The international community will fail to provide effective help during humanitarian emergencies unless aid charities and governments based in the world's poorest countries are given more resources to prevent disasters from developing in the first place, Oxfam has warned.

The charity said that while governments and aid agencies had improved the way they dealt with a crisis, political action often only followed media coverage and this meant that when help arrived at the scene of a disaster it was "too little, too late".

Television pictures could be crucial when it came to raising the profile of a disaster but it was often difficult for aid organisations to generate media interest in a looming crisis.

More resources, such as medicines and food stores, need to be placed closer to potential emergency zones over time, while training is also required so those on the ground when a disaster happens can respond effectively in the immediate aftermath, Oxfam said in a new report called Crises in a New World Order.

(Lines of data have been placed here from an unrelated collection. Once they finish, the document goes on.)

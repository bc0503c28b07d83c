//! Incentive Engine CLI
//!
//! Command-line interface for evaluating role payouts, consultant quarters
//! and historical payroll reports

use anyhow::{bail, Context, Result};
use clap::{Args, Parser, Subcommand};
use incentive_engine::history::{self, HistoryQuery};
use incentive_engine::{
    evaluate, Evaluation, InputSet, QuarterlyAggregate, QuarterlyAggregator, QuotaFlags, RoleDefinition, RuleTable,
};
use std::fs::File;
use std::path::{Path, PathBuf};

#[derive(Parser, Debug)]
#[command(
    name = "incentive_engine",
    about = "Evaluate variable compensation by role and browse payroll history",
    version
)]
struct Cli {
    /// Directory with goal CSV files (defaults to $INCENTIVE_GOALS_DIR, then data/goals)
    #[arg(long, global = true)]
    goals_dir: Option<PathBuf>,

    #[command(subcommand)]
    command: Command,
}

#[derive(Subcommand, Debug)]
enum Command {
    /// List every role and its inputs
    Roles {
        #[arg(long)]
        json: bool,
    },
    /// Evaluate one role for one month
    Evaluate(EvaluateArgs),
    /// Aggregate three months of a consultant role into a quarter
    Quarterly(QuarterlyArgs),
    /// Browse the historical payroll export
    History(HistoryArgs),
}

#[derive(Args, Debug)]
struct EvaluateArgs {
    /// Role id or title
    #[arg(long)]
    role: String,
    /// JSON object of input values, applied over the role defaults
    #[arg(long)]
    inputs: Option<PathBuf>,
    /// Input assignment `key=value`, applied after --inputs
    #[arg(long = "set", value_name = "KEY=VALUE")]
    assignments: Vec<String>,
    /// Print the evaluation as JSON
    #[arg(long)]
    json: bool,
}

#[derive(Args, Debug)]
struct QuarterlyArgs {
    /// Consultant role id or title
    #[arg(long)]
    role: String,
    /// JSON input file for one month; give exactly three, in month order
    #[arg(long = "month", value_name = "FILE", num_args = 1)]
    months: Vec<PathBuf>,
    /// The consultant met the creation quota
    #[arg(long)]
    creation_quota: bool,
    /// The consultant met the minimum-effective quota
    #[arg(long)]
    effective_quota: bool,
    #[arg(long)]
    json: bool,
}

#[derive(Args, Debug)]
struct HistoryArgs {
    /// Payroll history CSV
    #[arg(long, default_value = history::DEFAULT_HISTORY_PATH)]
    file: PathBuf,
    /// Role (Cargo) to filter on; lists roles when omitted
    #[arg(long)]
    role: Option<String>,
    /// Person (Nick Name) to filter on; lists people when omitted
    #[arg(long)]
    person: Option<String>,
    /// First period label of the range
    #[arg(long)]
    from: Option<String>,
    /// Last period label of the range
    #[arg(long)]
    to: Option<String>,
    /// Write the filtered detail to this CSV file
    #[arg(long)]
    export: Option<PathBuf>,
}

fn main() -> Result<()> {
    env_logger::init();
    let cli = Cli::parse();

    match cli.command {
        Command::Roles { json } => {
            let table = RuleTable::load_configured(cli.goals_dir.as_deref())?;
            list_roles(&table, json)
        }
        Command::Evaluate(args) => {
            let table = RuleTable::load_configured(cli.goals_dir.as_deref())?;
            run_evaluate(&table, args)
        }
        Command::Quarterly(args) => {
            let table = RuleTable::load_configured(cli.goals_dir.as_deref())?;
            run_quarterly(&table, args)
        }
        Command::History(args) => run_history(args),
    }
}

fn list_roles(table: &RuleTable, json: bool) -> Result<()> {
    if json {
        println!("{}", serde_json::to_string_pretty(table.roles())?);
        return Ok(());
    }

    for role in table.roles() {
        println!("{:<28} {} [{}]", role.id, role.title, role.currency);
        for spec in &role.inputs {
            let options = if spec.options.is_empty() {
                String::new()
            } else {
                format!(" ({})", spec.options.join("|"))
            };
            println!("    {:<28} {:<8} default {}{}", spec.key, spec.kind.as_str(), spec.default, options);
        }
    }
    Ok(())
}

/// Role defaults overlaid with a JSON input file and `key=value` assignments
fn collect_inputs(role: &RoleDefinition, file: Option<&Path>, assignments: &[String]) -> Result<InputSet> {
    let mut inputs = role.default_inputs();
    if let Some(path) = file {
        let reader = File::open(path).with_context(|| format!("opening {}", path.display()))?;
        let overrides: InputSet =
            serde_json::from_reader(reader).with_context(|| format!("parsing {}", path.display()))?;
        inputs.merge(overrides);
    }
    for assignment in assignments {
        inputs
            .assign(&role.inputs, assignment)
            .with_context(|| format!("applying --set {}", assignment))?;
    }
    Ok(inputs)
}

fn print_evaluation(evaluation: &Evaluation) {
    println!("{} ({})", evaluation.title, evaluation.role_id);
    if !evaluation.eligible {
        println!("  Eligibility gate not met: variable pay withheld");
    }
    for line in evaluation.result.lines() {
        println!("  {:<34} {:>22}", line.name, evaluation.currency.format(line.amount));
    }
    println!("  {}", "-".repeat(57));
    println!("  {:<34} {:>22}", "Total", evaluation.currency.format(evaluation.total()));
}

fn run_evaluate(table: &RuleTable, args: EvaluateArgs) -> Result<()> {
    let role = table.get(&args.role)?;
    let inputs = collect_inputs(role, args.inputs.as_deref(), &args.assignments)?;
    let evaluation = evaluate(role, &inputs)?;

    if args.json {
        println!("{}", serde_json::to_string_pretty(&evaluation)?);
    } else {
        print_evaluation(&evaluation);
    }
    Ok(())
}

fn print_quarter(aggregate: &QuarterlyAggregate) {
    let currency = aggregate.currency;
    println!("{:>5} {:>8} {:>22}", "Month", "Points", "Total");
    for (idx, (month, points)) in aggregate.months.iter().zip(aggregate.month_points).enumerate() {
        println!("{:>5} {:>8} {:>22}", idx + 1, points, currency.format(month.total()));
    }
    println!("{}", "-".repeat(37));
    println!("Quarter points:  {}", aggregate.points_quarter);
    println!(
        "Quotas met:      creation {} / effective {}",
        aggregate.flags.meets_creation_quota, aggregate.flags.meets_effective_quota
    );
    println!("Quarterly bonus: {}", currency.format(aggregate.quarterly_bonus));
    println!("Quarter total:   {}", currency.format(aggregate.quarterly_total));
}

fn run_quarterly(table: &RuleTable, args: QuarterlyArgs) -> Result<()> {
    let role = table.get(&args.role)?;
    if args.months.len() != 3 {
        bail!("expected exactly three --month files, got {}", args.months.len());
    }

    let months = args
        .months
        .iter()
        .map(|path| collect_inputs(role, Some(path), &[]))
        .collect::<Result<Vec<_>>>()?;
    let flags = QuotaFlags::new(args.creation_quota, args.effective_quota);
    let aggregate = QuarterlyAggregator::new().aggregate_slice(role, &months, flags)?;

    if args.json {
        println!("{}", serde_json::to_string_pretty(&aggregate)?);
    } else {
        print_quarter(&aggregate);
    }
    Ok(())
}

fn run_history(args: HistoryArgs) -> Result<()> {
    let history = history::load_history(&args.file)
        .with_context(|| format!("loading payroll history from {}", args.file.display()))?;

    let Some(role) = args.role else {
        for role in history.roles() {
            println!("{}", role);
        }
        return Ok(());
    };
    let Some(person) = args.person else {
        for person in history.people(&role) {
            println!("{}", person);
        }
        return Ok(());
    };

    let mut query = HistoryQuery::new(role, person);
    let periods = history.periods(&query.role, &query.person);
    if periods.is_empty() {
        bail!("no periods for {} / {}", query.role, query.person);
    }
    if args.from.is_some() || args.to.is_some() {
        let first = periods[0].label.clone();
        let last = periods[periods.len() - 1].label.clone();
        query = query.between(args.from.unwrap_or(first), args.to.unwrap_or(last));
    }

    let selected = history.select(&query)?;
    if selected.is_empty() {
        bail!("no records in the selected range");
    }

    let totals = history::totals(selected.iter().copied());
    let usd = incentive_engine::Currency::USD;
    println!("Role: {}  |  Person: {}", query.role, query.person);
    println!("  Basic salary   {:>18}", usd.format(totals.basic_salary));
    println!("  Benefits       {:>18}", usd.format(totals.social_benefits));
    println!("  Vivecasa       {:>18}", usd.format(totals.vivecasa_commissions));
    println!("  Viveprestamo   {:>18}", usd.format(totals.viveprestamo_commissions));
    println!("  Bonuses        {:>18}", usd.format(totals.bonuses));
    println!();

    println!("Summary by period");
    history::write_summary_csv(
        &history::summary_by_period(selected.iter().copied()),
        history.columns(),
        std::io::stdout(),
    )?;

    if let Some(path) = args.export {
        let file = File::create(&path).with_context(|| format!("creating {}", path.display()))?;
        history::write_csv(selected.iter().copied(), history.columns(), file)?;
        println!("\nDetail written to {}", path.display());
    }
    Ok(())
}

Following an earthquake in 2009, relief reached the people of Padang in Sumatra much quicker than it otherwise would have after Oxfam worked with local charities to build up stores of essential equipment and food.

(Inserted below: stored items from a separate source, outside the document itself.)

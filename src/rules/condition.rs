//! Eligibility gates and step-tier conditions

use crate::error::{EngineError, Result};
use crate::inputs::InputSet;
use crate::period::{month_number, Quarter, QUARTER_KEYS, SPANISH_MONTHS};
use serde::Serialize;

/// A goal a metric is compared against
#[derive(Debug, Clone, PartialEq, Serialize)]
pub enum Goal {
    Fixed(f64),
    /// Goal that depends on the month named by a month-valued input
    ByMonth {
        month_key: &'static str,
        goals: [u32; 12],
    },
    /// Goal that depends on the quarter named by a quarter-valued input
    ByQuarter {
        quarter_key: &'static str,
        goals: [u32; 4],
    },
}

impl Goal {
    pub fn resolve(&self, inputs: &InputSet) -> Result<f64> {
        match self {
            Goal::Fixed(goal) => Ok(*goal),
            Goal::ByMonth { month_key, goals } => {
                let name = inputs.choice(month_key)?;
                let month = month_number(name).ok_or_else(|| EngineError::UnknownChoice {
                    key: month_key.to_string(),
                    value: name.to_string(),
                    allowed: SPANISH_MONTHS.join(", "),
                })?;
                Ok(goals[(month - 1) as usize] as f64)
            }
            Goal::ByQuarter { quarter_key, goals } => {
                let name = inputs.choice(quarter_key)?;
                let quarter: Quarter = name.parse().map_err(|_| EngineError::UnknownChoice {
                    key: quarter_key.to_string(),
                    value: name.to_string(),
                    allowed: QUARTER_KEYS.join(", "),
                })?;
                Ok(goals[quarter.index()] as f64)
            }
        }
    }
}

/// Predicate over a filled input set
#[derive(Debug, Clone, PartialEq, Serialize)]
pub enum Condition {
    Always,
    /// A boolean input must be true
    Flag(&'static str),
    /// Metric >= goal
    AtLeast { key: &'static str, goal: Goal },
    /// Metric strictly greater than a threshold
    Above { key: &'static str, threshold: f64 },
    /// Every condition must hold; any failure fails the whole conjunction
    All(Vec<Condition>),
    Any(Vec<Condition>),
}

impl Condition {
    pub fn at_least(key: &'static str, goal: f64) -> Self {
        Condition::AtLeast {
            key,
            goal: Goal::Fixed(goal),
        }
    }

    pub fn holds(&self, inputs: &InputSet) -> Result<bool> {
        match self {
            Condition::Always => Ok(true),
            Condition::Flag(key) => inputs.flag(key),
            Condition::AtLeast { key, goal } => Ok(inputs.number(key)? >= goal.resolve(inputs)?),
            Condition::Above { key, threshold } => Ok(inputs.number(key)? > *threshold),
            Condition::All(conditions) => {
                for condition in conditions {
                    if !condition.holds(inputs)? {
                        return Ok(false);
                    }
                }
                Ok(true)
            }
            Condition::Any(conditions) => {
                for condition in conditions {
                    if condition.holds(inputs)? {
                        return Ok(true);
                    }
                }
                Ok(false)
            }
        }
    }

    /// Input keys this condition reads, for diagnostics
    pub fn keys(&self) -> Vec<&'static str> {
        match self {
            Condition::Always => Vec::new(),
            Condition::Flag(key) | Condition::Above { key, .. } => vec![*key],
            Condition::AtLeast { key, goal } => {
                let mut keys = vec![*key];
                match goal {
                    Goal::ByMonth { month_key, .. } => keys.push(*month_key),
                    Goal::ByQuarter { quarter_key, .. } => keys.push(*quarter_key),
                    Goal::Fixed(_) => {}
                }
                keys
            }
            Condition::All(conditions) | Condition::Any(conditions) => {
                conditions.iter().flat_map(Condition::keys).collect()
            }
        }
    }
}

#[cfg(test)]
mod tests {
    use super::*;

    fn quality_gate() -> Condition {
        Condition::All(vec![
            Condition::at_least("monitoring", 0.95),
            Condition::at_least("sla", 0.90),
            Condition::at_least("notes_productivity", 0.90),
        ])
    }

    #[test]
    fn test_conjunction_has_no_partial_credit() {
        let passing = InputSet::new()
            .with("monitoring", 0.95)
            .with("sla", 0.90)
            .with("notes_productivity", 1.0);
        assert!(quality_gate().holds(&passing).unwrap());

        let one_short = passing.clone().with("sla", 0.89);
        assert!(!quality_gate().holds(&one_short).unwrap());
    }

    #[test]
    fn test_any_and_above_are_strict() {
        let either = Condition::Any(vec![
            Condition::Above { key: "vivecasas", threshold: 60.0 },
            Condition::Above { key: "new", threshold: 140.0 },
        ]);
        let at_threshold = InputSet::new().with("vivecasas", 60).with("new", 140);
        assert!(!either.holds(&at_threshold).unwrap());

        let one_over = at_threshold.with("new", 141);
        assert!(either.holds(&one_over).unwrap());
    }

    #[test]
    fn test_goal_by_month_and_quarter() {
        let mut month_goals = [0u32; 12];
        month_goals[2] = 338;
        let by_month = Goal::ByMonth { month_key: "month", goals: month_goals };
        let march = InputSet::new().with("month", "Marzo");
        assert_eq!(by_month.resolve(&march).unwrap(), 338.0);

        let by_quarter = Goal::ByQuarter { quarter_key: "quarter", goals: [405, 440, 500, 575] };
        let q3 = InputSet::new().with("quarter", "Q3");
        assert_eq!(by_quarter.resolve(&q3).unwrap(), 500.0);

        let unknown = InputSet::new().with("month", "Thermidor");
        assert!(matches!(by_month.resolve(&unknown), Err(EngineError::UnknownChoice { .. })));
    }

    #[test]
    fn test_flag_and_missing_key() {
        let gate = Condition::Flag("guarantee");
        assert!(gate.holds(&InputSet::new().with("guarantee", true)).unwrap());
        assert!(!gate.holds(&InputSet::new().with("guarantee", false)).unwrap());
        assert!(matches!(gate.holds(&InputSet::new()), Err(EngineError::MissingInput { .. })));
        assert!(Condition::Always.holds(&InputSet::new()).unwrap());
    }

    #[test]
    fn test_keys() {
        assert_eq!(quality_gate().keys(), vec!["monitoring", "sla", "notes_productivity"]);
    }
}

With some of the world's poorest countries experiencing increasingly severe weather such as cyclones and torrential rain, and the international community unable to resolve long-running conflicts, the likelihood of humanitarian disasters is increasing, the charity said.

Jane Cocking, Oxfam's humanitarian director, said: "Coping with the expected strains on the humanitarian system will mean a shift from global to local.

"We are already seeing the centre of humanitarian action moving away from the Western world to the local and the national but this move needs to accelerate. International aid agencies cannot just pitch up, patch up and push-off, they also have to ensure that people and countries are better prepared to withstand future shocks.

"Having local organisations already on the ground primed to go will increase both the speed and the efficiency of the aid effort and ultimately will save more lives."

The report found it would cost less to prevent crises escalating and while many governments have developed policies to increase investment, there has been too little effective action.